The Canterbury Hub

Latest news from CCCU's Journalism course


Explained: How 111 call-centres in Kent adapted during the pandemic

Since the pandemic hit, the 111 call-centres have had the endless task of answering the publics’ questions about Covid-19. The unknown nature of the virus meant that these call-centers have been bombarded with calls since March 2020 and a year on this still continues.

The first wave

During the peak of the first wave, it was no surprise that these call-centres struggled to cope. When people called, they were sometimes having to wait up to 4 hours to be answered. Even on a good day, calls would still take up to an hour to be answered and it stayed like this for months.

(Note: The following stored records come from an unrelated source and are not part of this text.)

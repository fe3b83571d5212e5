//! Classification of claimed items into active and orphaned.

use std::collections::HashSet;

use crate::core::types::{ItemStatus, WorkItem};

/// Claimed items split by whether their assignee is still alive.
#[derive(Debug, Clone, Default, PartialEq, Eq)]
pub struct OrphanScan {
    /// `in_progress` items whose assignee has a live worker process.
    pub active: Vec<WorkItem>,
    /// `in_progress` items with no live assignee (including an empty one).
    pub orphaned: Vec<WorkItem>,
}

impl OrphanScan {
    pub fn has_orphans(&self) -> bool {
        !self.orphaned.is_empty()
    }
}

/// Split `in_progress` items by assignee liveness.
///
/// Items in any other status are ignored; output order follows input order.
pub fn classify_claims(items: &[WorkItem], live_workers: &HashSet<String>) -> OrphanScan {
    let mut scan = OrphanScan::default();
    for item in items {
        if item.status != ItemStatus::InProgress {
            continue;
        }
        match item.assignee() {
            Some(assignee) if live_workers.contains(assignee) => scan.active.push(item.clone()),
            _ => scan.orphaned.push(item.clone()),
        }
    }
    scan
}

#[cfg(test)]
mod tests {
    use super::*;
    use crate::test_support::{in_progress, open_item};

    #[test]
    fn dead_and_missing_assignees_are_orphaned() {
        let mut unowned = in_progress("bd-3", "x");
        unowned.assignee = None;
        let items = vec![
            in_progress("bd-1", "ralph-1"),
            in_progress("bd-2", "ralph-2"),
            unowned,
            open_item("bd-4", 1),
        ];
        let live: HashSet<String> = ["ralph-1".to_string()].into();

        let scan = classify_claims(&items, &live);
        let active: Vec<&str> = scan.active.iter().map(|i| i.id.as_str()).collect();
        let orphaned: Vec<&str> = scan.orphaned.iter().map(|i| i.id.as_str()).collect();
        assert_eq!(active, vec!["bd-1"]);
        assert_eq!(orphaned, vec!["bd-2", "bd-3"]);
        assert!(scan.has_orphans());
    }

    #[test]
    fn nothing_claimed_means_nothing_orphaned() {
        let scan = classify_claims(&[open_item("bd-1", 0)], &HashSet::new());
        assert_eq!(scan, OrphanScan::default());
    }
}
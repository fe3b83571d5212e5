//! [`WorkQueue`] backed by the beads issue tracker (`bd` CLI).
//!
//! Every call shells out to `bd ... --json` in the project root. Beads owns
//! the atomic claim (`bd update --claim`); this adapter only maps its output
//! and failures onto the queue contract.

use std::path::PathBuf;
use std::process::Command;
use std::sync::LazyLock;
use std::time::Duration;

use anyhow::{Context, Result, anyhow};
use regex::Regex;
use serde::Deserialize;
use serde_json::Value;
use tracing::{debug, instrument, warn};

use crate::core::types::{
    ClaimOutcome, ItemKind, ItemStatus, LOWEST_PRIORITY, NewItem, WorkItem, priority_from_label,
};
use crate::io::process::{CommandOutput, RunOptions, run_command};
use crate::io::queue::{DependencyCycle, QueueUnavailable, WorkQueue, ensure_owner};

/// Environment variable beads reads to attribute changes to an actor.
pub const ACTOR_ENV: &str = "BD_ACTOR";

const OUTPUT_LIMIT_BYTES: usize = 8 * 1024 * 1024;

static TRANSIENT_RE: LazyLock<Regex> = LazyLock::new(|| {
    Regex::new(r"(?i)database is locked|\bbusy\b|timed? ?out|connection (refused|reset)|temporarily unavailable|try again")
        .expect("valid transient regex")
});

static CONTENTION_RE: LazyLock<Regex> = LazyLock::new(|| {
    Regex::new(r"(?i)already (claimed|assigned|in.progress)|not open|cannot claim")
        .expect("valid contention regex")
});

static NOT_FOUND_RE: LazyLock<Regex> =
    LazyLock::new(|| Regex::new(r"(?i)not found|no issue").expect("valid not-found regex"));

static CYCLE_RE: LazyLock<Regex> =
    LazyLock::new(|| Regex::new(r"(?i)cycle").expect("valid cycle regex"));

/// Issue record as emitted by `bd ... --json`.
#[derive(Debug, Deserialize)]
struct BeadRecord {
    id: String,
    #[serde(default)]
    title: String,
    #[serde(default)]
    description: Option<String>,
    #[serde(default)]
    status: Option<String>,
    #[serde(default, alias = "type")]
    issue_type: Option<String>,
    #[serde(default)]
    assignee: Option<String>,
    #[serde(default)]
    priority: Option<Value>,
    #[serde(default)]
    dependencies: Option<Vec<DependencyRef>>,
}

#[derive(Debug, Deserialize)]
#[serde(untagged)]
enum DependencyRef {
    Id(String),
    Record {
        #[serde(alias = "id")]
        depends_on_id: String,
    },
}

impl BeadRecord {
    fn into_item(self) -> Result<WorkItem> {
        let status = parse_status(self.status.as_deref().unwrap_or("open"))
            .with_context(|| format!("issue {}", self.id))?;
        let kind = self.issue_type.as_deref().and_then(ItemKind::parse);
        if kind.is_none() {
            debug!(id = %self.id, raw = ?self.issue_type, "issue has no recognized kind");
        }
        let priority = match &self.priority {
            Some(Value::Number(n)) => n
                .as_u64()
                .map_or(LOWEST_PRIORITY, |n| n.min(u8::MAX as u64) as u8),
            Some(Value::String(s)) => priority_from_label(s),
            _ => 2,
        };
        let dependencies = self
            .dependencies
            .unwrap_or_default()
            .into_iter()
            .map(|d| match d {
                DependencyRef::Id(id) => id,
                DependencyRef::Record { depends_on_id } => depends_on_id,
            })
            .collect();
        Ok(WorkItem {
            id: self.id,
            title: self.title,
            description: self.description.unwrap_or_default(),
            kind,
            status,
            assignee: self.assignee.filter(|a| !a.trim().is_empty()),
            priority,
            dependencies,
        })
    }
}

fn parse_status(raw: &str) -> Result<ItemStatus> {
    match raw.trim() {
        "open" | "blocked" => Ok(ItemStatus::Open),
        "in_progress" => Ok(ItemStatus::InProgress),
        "closed" => Ok(ItemStatus::Closed),
        other => Err(anyhow!("unknown status '{other}'")),
    }
}

/// Parse a JSON array (or `null`/empty output) of issues.
///
/// Records with an unknown status are skipped with a warning.
fn parse_items(raw: &str) -> Result<Vec<WorkItem>> {
    let trimmed = raw.trim();
    if trimmed.is_empty() || trimmed == "null" {
        return Ok(Vec::new());
    }
    let records: Vec<BeadRecord> = serde_json::from_str(trimmed).context("parse bd issue list")?;
    let mut items = Vec::with_capacity(records.len());
    for record in records {
        match record.into_item() {
            Ok(item) => items.push(item),
            Err(err) => warn!(err = %err, "skipping issue"),
        }
    }
    Ok(items)
}

/// Parse `bd show`/`bd create` output, which may be a single object or a list.
fn parse_single(raw: &str) -> Result<Option<WorkItem>> {
    let trimmed = raw.trim();
    if trimmed.is_empty() || trimmed == "null" {
        return Ok(None);
    }
    let value: Value = serde_json::from_str(trimmed).context("parse bd issue")?;
    let record = match value {
        Value::Array(mut list) => {
            if list.is_empty() {
                return Ok(None);
            }
            list.swap_remove(0)
        }
        other => other,
    };
    let record: BeadRecord = serde_json::from_value(record).context("decode bd issue")?;
    record.into_item().map(Some)
}

/// Work queue adapter for the `bd` command-line tool.
#[derive(Debug, Clone)]
pub struct BeadsQueue {
    workdir: PathBuf,
    program: PathBuf,
    timeout: Duration,
}

impl BeadsQueue {
    pub fn new(workdir: impl Into<PathBuf>, timeout: Duration) -> Self {
        Self {
            workdir: workdir.into(),
            program: PathBuf::from("bd"),
            timeout,
        }
    }

    /// Use a different executable instead of `bd` on `PATH`.
    pub fn with_program(mut self, program: impl Into<PathBuf>) -> Self {
        self.program = program.into();
        self
    }

    fn command(&self, args: &[&str], actor: Option<&str>) -> Command {
        let mut cmd = Command::new(&self.program);
        cmd.args(args).current_dir(&self.workdir);
        if let Some(actor) = actor {
            cmd.env(ACTOR_ENV, actor);
        }
        cmd
    }

    /// Run `bd` and return its output, mapping timeouts and lock errors to
    /// [`QueueUnavailable`]. Non-zero exits are returned to the caller.
    fn exec(&self, op: &str, args: &[&str], actor: Option<&str>) -> Result<CommandOutput> {
        let output = run_command(
            self.command(args, actor),
            RunOptions::new(self.timeout, OUTPUT_LIMIT_BYTES),
        )
        .with_context(|| format!("run {} {}", self.program.display(), args.join(" ")))?;
        if output.timed_out {
            return Err(QueueUnavailable {
                op: op.to_string(),
                detail: format!("timed out after {:?}", self.timeout),
            }
            .into());
        }
        if !output.status.success() {
            let stderr = output.stderr_lossy();
            if TRANSIENT_RE.is_match(&stderr) {
                return Err(QueueUnavailable {
                    op: op.to_string(),
                    detail: stderr.trim().to_string(),
                }
                .into());
            }
        }
        Ok(output)
    }

    /// `Claimed` iff a fresh read shows `worker_id` holding `id`.
    fn claim_holder_outcome(&self, id: &str, worker_id: &str) -> Result<ClaimOutcome> {
        match self.show(id)? {
            Some(item) if ensure_owner(&item, worker_id).is_ok() => Ok(ClaimOutcome::Claimed),
            _ => {
                debug!(id, "claim lost");
                Ok(ClaimOutcome::AlreadyClaimed)
            }
        }
    }

    /// Like [`Self::exec`] but any non-zero exit is an error.
    fn exec_checked(&self, op: &str, args: &[&str], actor: Option<&str>) -> Result<String> {
        let output = self.exec(op, args, actor)?;
        if !output.status.success() {
            return Err(anyhow!(
                "bd {} failed: {}",
                args.join(" "),
                output.stderr_lossy().trim()
            ));
        }
        Ok(output.stdout_lossy())
    }
}

impl WorkQueue for BeadsQueue {
    #[instrument(skip(self))]
    fn list_ready(&self, unassigned_only: bool) -> Result<Vec<WorkItem>> {
        let mut args = vec!["ready", "--json"];
        if unassigned_only {
            args.push("--unassigned");
        }
        let stdout = self.exec_checked("list_ready", &args, None)?;
        let mut items = parse_items(&stdout)?;
        if unassigned_only {
            items.retain(WorkItem::is_unassigned);
        }
        debug!(count = items.len(), "ready items");
        Ok(items)
    }

    fn list(&self, status: Option<ItemStatus>) -> Result<Vec<WorkItem>> {
        let mut args = vec!["list", "--json", "--limit", "0"];
        match status {
            Some(status) => {
                args.push("--status");
                args.push(status.as_str());
            }
            None => args.push("--all"),
        }
        let stdout = self.exec_checked("list", &args, None)?;
        parse_items(&stdout)
    }

    fn show(&self, id: &str) -> Result<Option<WorkItem>> {
        let output = self.exec("show", &["show", id, "--json"], None)?;
        if !output.status.success() {
            let stderr = output.stderr_lossy();
            if NOT_FOUND_RE.is_match(&stderr) {
                return Ok(None);
            }
            return Err(anyhow!("bd show {id} failed: {}", stderr.trim()));
        }
        parse_single(&output.stdout_lossy())
    }

    #[instrument(skip(self))]
    fn claim(&self, id: &str, worker_id: &str) -> Result<ClaimOutcome> {
        let output = self.exec(
            "claim",
            &["update", id, "--claim", "--json"],
            Some(worker_id),
        )?;
        if !output.status.success() {
            let stderr = output.stderr_lossy();
            if !CONTENTION_RE.is_match(&stderr) {
                return Err(anyhow!("bd update {id} --claim failed: {}", stderr.trim()));
            }
            // A retried claim whose first attempt committed is reported as
            // contention; the fresh read below tells the two apart.
            debug!(id, stderr = %stderr.trim(), "claim refused, checking holder");
        }
        self.claim_holder_outcome(id, worker_id)
    }

    fn close(&self, id: &str, worker_id: &str, reason: &str) -> Result<()> {
        let item = self
            .show(id)?
            .ok_or_else(|| anyhow!("cannot close {id}: not found"))?;
        ensure_owner(&item, worker_id)?;
        self.exec_checked(
            "close",
            &["close", id, "--reason", reason, "--json"],
            Some(worker_id),
        )?;
        Ok(())
    }

    fn reopen(&self, id: &str) -> Result<()> {
        self.exec_checked(
            "reopen",
            &["update", id, "--status", "open", "--assignee", ""],
            None,
        )?;
        Ok(())
    }

    fn create(&self, item: &NewItem) -> Result<String> {
        let priority = item.priority.to_string();
        let mut args = vec![
            "create",
            item.title.as_str(),
            "--type",
            item.kind.as_str(),
            "--priority",
            priority.as_str(),
            "--json",
        ];
        if !item.description.trim().is_empty() {
            args.push("--description");
            args.push(item.description.as_str());
        }
        let stdout = self.exec_checked("create", &args, None)?;
        let created = parse_single(&stdout)?
            .ok_or_else(|| anyhow!("bd create returned no issue"))?;
        Ok(created.id)
    }

    fn link_dependency(&self, child_id: &str, parent_id: &str) -> Result<()> {
        let output = self.exec(
            "link_dependency",
            &["dep", "add", child_id, parent_id],
            None,
        )?;
        if !output.status.success() {
            let stderr = output.stderr_lossy();
            if CYCLE_RE.is_match(&stderr) {
                return Err(DependencyCycle {
                    child: child_id.to_string(),
                    parent: parent_id.to_string(),
                }
                .into());
            }
            return Err(anyhow!(
                "bd dep add {child_id} {parent_id} failed: {}",
                stderr.trim()
            ));
        }
        Ok(())
    }
}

Paul Fitzgerald, at the 111 call-centre in Ashford said, “we had a trickle of calls when it first hit the news, then it turned into an avalanche. The worst I saw was a 4 and a half hour waiting time for the public and this was the norm for months”.

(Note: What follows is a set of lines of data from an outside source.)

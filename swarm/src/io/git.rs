//! Git adapter for inspecting and discarding uncommitted work.
//!
//! Crash recovery must throw away a dead worker's partial edits before its
//! item is reopened, so we keep a small, explicit wrapper around `git`
//! subprocess calls.

use std::path::PathBuf;
use std::process::{Command, Output};

use anyhow::{Context, Result, anyhow};
use tracing::{debug, info, instrument, warn};

/// Parsed `git status --porcelain` entry.
#[derive(Debug, Clone, PartialEq, Eq)]
pub struct StatusEntry {
    /// 2-letter XY code, or "??" for untracked.
    pub code: String,
    pub path: String,
    /// Source path of a rename or copy.
    pub orig_path: Option<String>,
}

impl StatusEntry {
    pub fn is_untracked(&self) -> bool {
        self.code == "??"
    }

    /// Every path the entry touches, including a rename's source.
    pub fn paths(&self) -> impl Iterator<Item = &str> {
        self.orig_path
            .as_deref()
            .into_iter()
            .chain([self.path.as_str()])
    }
}

/// Uncommitted changes in the shared working tree.
pub trait WorkingTree {
    /// Changes outside the excluded path prefixes.
    fn pending_changes(&self, excluded_prefixes: &[&str]) -> Result<Vec<StatusEntry>>;

    /// Revert tracked files to `HEAD` and delete untracked files, leaving
    /// excluded prefixes alone. Errors unless the tree is clean afterwards.
    fn discard(&self, excluded_prefixes: &[&str]) -> Result<()>;
}

/// Wrapper for executing git commands in a working directory.
#[derive(Debug, Clone)]
pub struct Git {
    workdir: PathBuf,
}

impl Git {
    pub fn new(workdir: impl Into<PathBuf>) -> Self {
        Self {
            workdir: workdir.into(),
        }
    }

    /// True when `workdir` is inside a git work tree.
    pub fn is_repo(&self) -> bool {
        self.run(&["rev-parse", "--is-inside-work-tree"])
            .is_ok_and(|out| out.status.success())
    }

    /// Get status entries (including untracked) in porcelain format.
    pub fn status_porcelain(&self) -> Result<Vec<StatusEntry>> {
        let out = self.run_capture(&["status", "--porcelain=v1", "-uall"])?;
        let mut entries = Vec::new();
        for line in out.lines() {
            if line.trim().is_empty() {
                continue;
            }
            entries.push(parse_status_line(line)?);
        }
        Ok(entries)
    }

    /// Ensure the worktree is clean, allowing entries with any of the given prefixes.
    #[instrument(skip_all)]
    pub fn ensure_clean_except_prefixes(&self, allowed_prefixes: &[&str]) -> Result<()> {
        let disallowed = self.pending_changes(allowed_prefixes)?;
        if disallowed.is_empty() {
            debug!("worktree is clean");
            return Ok(());
        }
        warn!(disallowed_count = disallowed.len(), "worktree not clean");
        let mut msg = String::new();
        msg.push_str("working tree not clean (disallowed changes):\n");
        for entry in disallowed {
            msg.push_str(&format!("{} {}\n", entry.code, entry.path));
        }
        Err(anyhow!(msg.trim_end().to_string()))
    }

    fn run_capture(&self, args: &[&str]) -> Result<String> {
        let output = self.run_checked(args)?;
        Ok(String::from_utf8_lossy(&output.stdout).to_string())
    }

    fn run_checked(&self, args: &[&str]) -> Result<Output> {
        let output = self.run(args)?;
        if !output.status.success() {
            let stderr = String::from_utf8_lossy(&output.stderr);
            return Err(anyhow!("git {} failed: {}", args.join(" "), stderr.trim()));
        }
        Ok(output)
    }

    fn run_on_paths(&self, args: &[&str], paths: &[&str]) -> Result<()> {
        if paths.is_empty() {
            return Ok(());
        }
        let mut full: Vec<&str> = args.to_vec();
        full.push("--");
        full.extend_from_slice(paths);
        self.run_checked(&full)?;
        Ok(())
    }

    fn run(&self, args: &[&str]) -> Result<Output> {
        Command::new("git")
            .args(args)
            .current_dir(&self.workdir)
            .output()
            .with_context(|| format!("spawn git {}", args.join(" ")))
    }
}

impl WorkingTree for Git {
    fn pending_changes(&self, excluded_prefixes: &[&str]) -> Result<Vec<StatusEntry>> {
        Ok(self
            .status_porcelain()?
            .into_iter()
            .filter(|entry| {
                !excluded_prefixes
                    .iter()
                    .any(|prefix| entry.path.starts_with(prefix))
            })
            .collect())
    }

    #[instrument(skip_all)]
    fn discard(&self, excluded_prefixes: &[&str]) -> Result<()> {
        let entries = self.pending_changes(excluded_prefixes)?;
        if entries.is_empty() {
            debug!("nothing to discard");
            return Ok(());
        }

        let tracked: Vec<&str> = entries
            .iter()
            .filter(|e| !e.is_untracked())
            .flat_map(StatusEntry::paths)
            .collect();
        // Index and worktree both go back to HEAD; paths HEAD lacks are removed.
        self.run_on_paths(
            &["restore", "--source=HEAD", "--staged", "--worktree"],
            &tracked,
        )?;

        let remaining = self.pending_changes(excluded_prefixes)?;
        let untracked: Vec<&str> = remaining
            .iter()
            .filter(|e| e.is_untracked())
            .map(|e| e.path.as_str())
            .collect();
        self.run_on_paths(&["clean", "-f", "-d", "-q"], &untracked)?;

        info!(
            reverted = tracked.len(),
            removed = untracked.len(),
            "discarded uncommitted changes"
        );
        self.ensure_clean_except_prefixes(excluded_prefixes)
            .context("verify discard")
    }
}

fn parse_status_line(line: &str) -> Result<StatusEntry> {
    if let Some(path) = line.strip_prefix("?? ") {
        return Ok(StatusEntry {
            code: "??".to_string(),
            path: unquote(path.trim()),
            orig_path: None,
        });
    }
    if line.len() < 4 {
        return Err(anyhow!("unexpected porcelain line: '{line}'"));
    }
    let code = line[..2].to_string();
    let rest = line[3..].trim();
    let renamed = code.contains('R') || code.contains('C');
    let (orig_path, path) = match rest.split_once(" -> ") {
        Some((from, to)) if renamed => (Some(unquote(from.trim())), unquote(to.trim())),
        _ => (None, unquote(rest)),
    };
    Ok(StatusEntry {
        code,
        path,
        orig_path,
    })
}

/// Porcelain quotes paths containing spaces or special characters.
fn unquote(path: &str) -> String {
    path.strip_prefix('"')
        .and_then(|p| p.strip_suffix('"'))
        .map_or_else(
            || path.to_string(),
            |p| p.replace("\\\"", "\"").replace("\\\\", "\\"),
        )
}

111 call-centres have a target to answer all calls in 60 seconds, so these waiting times show the immense pressure that they were under.

credit: Oliver Leonard

However, the 111 call-centres are in a much better position the assist the public, than they were a year ago. This is largely due to the new 119 number that was introduced. This number was specifically for covid-19 related calls. The number was implemented on 18th May 2020.

The new number allowed people to book NHS drive-through tests, order home testing kits, apply for tests in a care facility and arrange Coronavirus vaccination appointments. This new number was vital in stopping the call-centres from collapsing. It allowed all Covid and regular calls to be separated, meaning that waiting times for calls decreased drastically.


Training and staff

Despite, the new number being introduced, it would be pointless without having the extra staff to make it successful. In order to keep up with the high demand of calls, 111 call-centres went on a spree of employing people to deal specifically with the Covid calls.

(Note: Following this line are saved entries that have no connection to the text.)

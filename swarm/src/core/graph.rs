//! Dependency graph checks.

use std::collections::{HashMap, HashSet};

/// Would adding the edge `child` depends-on `parent` close a cycle?
///
/// `dependencies` maps an item id to the ids it already depends on.
pub fn creates_cycle(
    dependencies: &HashMap<String, Vec<String>>,
    child: &str,
    parent: &str,
) -> bool {
    if child == parent {
        return true;
    }
    // A cycle exists iff `parent` already reaches `child`.
    let mut stack = vec![parent];
    let mut seen = HashSet::new();
    while let Some(current) = stack.pop() {
        if current == child {
            return true;
        }
        if !seen.insert(current) {
            continue;
        }
        if let Some(deps) = dependencies.get(current) {
            stack.extend(deps.iter().map(String::as_str));
        }
    }
    false
}
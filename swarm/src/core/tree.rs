//! Text rendering of the dependency tree for `swarm status --tree`.

use std::collections::{BTreeMap, HashMap, HashSet};

use crate::core::types::{ItemStatus, WorkItem};

const TITLE_WIDTH: usize = 40;

fn status_icon(status: ItemStatus) -> &'static str {
    match status {
        ItemStatus::Open => "○",
        ItemStatus::InProgress => "◐",
        ItemStatus::Closed => "●",
    }
}

/// Render items as an indented tree.
///
/// An item is nested under its first (lowest id) dependency that is present in
/// `items`; items without such a dependency are roots. Each item is printed once.
pub fn render_dependency_tree(items: &[WorkItem]) -> String {
    let by_id: HashMap<&str, &WorkItem> = items.iter().map(|i| (i.id.as_str(), i)).collect();
    let mut children: BTreeMap<&str, Vec<&WorkItem>> = BTreeMap::new();
    let mut roots: Vec<&WorkItem> = Vec::new();

    for item in items {
        let parent = item
            .dependencies
            .iter()
            .filter(|d| by_id.contains_key(d.as_str()) && d.as_str() != item.id)
            .min();
        match parent {
            Some(parent) => children.entry(parent.as_str()).or_default().push(item),
            None => roots.push(item),
        }
    }
    roots.sort_by(|a, b| a.id.cmp(&b.id));
    for list in children.values_mut() {
        list.sort_by(|a, b| a.id.cmp(&b.id));
    }

    let mut lines = vec!["Issues".to_string()];
    let mut seen = HashSet::new();
    for root in roots {
        render_node(root, 1, &children, &mut seen, &mut lines);
    }
    lines.join("\n")
}

fn render_node<'a>(
    item: &'a WorkItem,
    depth: usize,
    children: &BTreeMap<&str, Vec<&'a WorkItem>>,
    seen: &mut HashSet<&'a str>,
    lines: &mut Vec<String>,
) {
    if !seen.insert(item.id.as_str()) {
        return;
    }
    let indent = "  ".repeat(depth);
    let kind = item.kind.map_or("?", |k| k.as_str());
    let title: String = item.title.chars().take(TITLE_WIDTH).collect();
    lines.push(format!(
        "{indent}{} [{kind}] {} {title}",
        status_icon(item.status),
        item.short_id()
    ));
    if let Some(list) = children.get(item.id.as_str()) {
        for child in list {
            render_node(child, depth + 1, children, seen, lines);
        }
    }
}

Many people lost their job during the pandemic. So, employing new staff was not a problem for the 111 call-centres. They were flooded with job applications and the most suitable were chosen to help with this national effort.

These new staff were then put onto a quick and efficient training programme to get them up to speed. Because they were only being trained for the Covid phone line, this meant training only took a couple of weeks. Within a few months, the staff at 111 call-centres increased drastically and allowed them to answer all calls in a reasonable time.

credit: Stock image
The second wave

The second wave was the first real test to see if the changes made had made a significant difference to the call waiting times. Compared to the 4 hour waiting times in the first wave, between November and January call waiting times as a standard, were no longer than 15 minutes.

There is no question that the start of this pandemic was a real struggle for the 111 call-centres and the wait times will have been a real frustration for many. But, the quick thinking and adaptation from the NHS meant that they have been able to be the voice of reason for the whole country during the pandemic.